Se plaignant d'arbitraire, le recourant conteste que son union ne revêtait pas la stabilité nécessaire au moment de la signature de la déclaration de vie commune. La naissance de leur enfant serait la preuve d'une relation stable entre les époux, le recourant ayant toujours tenté de garder le contact avec lui. Les premiers "éléments de séparation" dateraient de décembre 2018 et janvier 2019; le recourant n'avait aucune intention de se séparer, son épouse ayant imposé son choix.
3.1. Les principes applicables à l'annulation de la naturalisation facilitée sont rappelés dans l'arrêt attaqué. Il n'est dès lors pas utile de les rappeler une nouvelle fois, étant précisé que, s'agissant de griefs portant sur l'application du droit fédéral, le pouvoir d'examen du Tribunal fédéral n'est pas limité à l'arbitraire (art. 95 let. a LTF).
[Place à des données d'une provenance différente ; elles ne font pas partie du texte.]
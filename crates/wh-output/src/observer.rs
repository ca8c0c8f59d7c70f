//! `StatsObserver<W>`: bridges `WarehouseObserver` to an `OutputWriter`.

use wh_core::Tick;
use wh_sim::{AgentStats, TickSummary, WarehouseObserver};
use wh_task::Agent;

use crate::row::{AgentSnapshotRow, AgentStatsRow, TickSummaryRow};
use crate::writer::OutputWriter;
use crate::{OutputError, OutputResult};

/// A [`WarehouseObserver`] that records tick summaries, agent snapshots and
/// final agent statistics through any [`OutputWriter`].
///
/// Observer hooks cannot fail, so the first write error is kept and can be
/// collected with [`take_error`][Self::take_error] after the run.
pub struct StatsObserver<W: OutputWriter> {
    writer:     W,
    last_error: Option<OutputError>,
}

impl<W: OutputWriter> StatsObserver<W> {
    pub fn new(writer: W) -> Self {
        Self { writer, last_error: None }
    }

    /// The first write error, if any.
    pub fn take_error(&mut self) -> Option<OutputError> {
        self.last_error.take()
    }

    pub fn into_writer(self) -> W {
        self.writer
    }

    fn store_err(&mut self, result: OutputResult<()>) {
        if let Err(e) = result {
            if self.last_error.is_none() {
                self.last_error = Some(e);
            }
        }
    }
}

impl<W: OutputWriter> WarehouseObserver for StatsObserver<W> {
    fn on_tick_end(&mut self, summary: &TickSummary) {
        let row = TickSummaryRow {
            tick:    summary.tick.0,
            floor:   summary.census.floor as u64,
            carried: summary.census.carried as u64,
            stored:  summary.census.stored as u64,
        };
        let result = self.writer.write_tick_summary(&row);
        self.store_err(result);
    }

    fn on_snapshot(&mut self, tick: Tick, agents: &[Agent]) {
        let rows: Vec<AgentSnapshotRow> = agents
            .iter()
            .map(|a| AgentSnapshotRow {
                agent_id: a.id.0,
                tick:     tick.0,
                x:        a.position.x,
                y:        a.position.y,
                facing:   a.facing.degrees(),
                state:    a.state,
                moves:    a.moves,
                stores:   a.stores,
            })
            .collect();

        if !rows.is_empty() {
            let result = self.writer.write_snapshots(&rows);
            self.store_err(result);
        }
    }

    fn on_sim_end(&mut self, _final_tick: Tick, stats: &[AgentStats]) {
        let rows: Vec<AgentStatsRow> = stats
            .iter()
            .map(|s| AgentStatsRow {
                agent_id:        s.agent.0,
                moves:           s.moves,
                stores:          s.stores,
                moves_per_store: s.moves_per_store,
            })
            .collect();
        let result = self.writer.write_agent_stats(&rows);
        self.store_err(result);
        let result = self.writer.finish();
        self.store_err(result);
    }
}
En l'occurrence, il ne s'est écoulé que deux mois entre la signature de la déclaration de vie commune et la séparation définitive des époux. Un tel délai permet de fonder la présomption que la naturalisation a été acquise au moyen de déclarations mensongères. L'arrêt attaqué est sur ce point conforme au droit fédéral. Les déclarations de l'épouse, confirmées par les autres éléments du dossier, font apparaître que les problèmes conjugaux ont commencé bien avant 2018, notamment avec la découverte en 2015 de relations extraconjugales du recourant, ainsi que les violences psychologiques dont elle se plaignait. Dans ce cadre, la naissance d'un enfant en octobre 2014 ne constitue pas un élément pertinent dès lors que l'on ne peut rien en déduire sur la situation du couple au moment déterminant, soit en septembre 2018. Les messages échangés à ce moment-là entre les époux font clairement ressortir que la déclaration de vie commune ne "coll[ait] pas avec la réalité actuelle de notre couple". L'instance précédente a enfin considéré qu'aucun événement extraordinaire n'était susceptible d'expliquer une dégradation aussi rapide du lien conjugal. Le recourant n'apporte aucune explication à ce propos.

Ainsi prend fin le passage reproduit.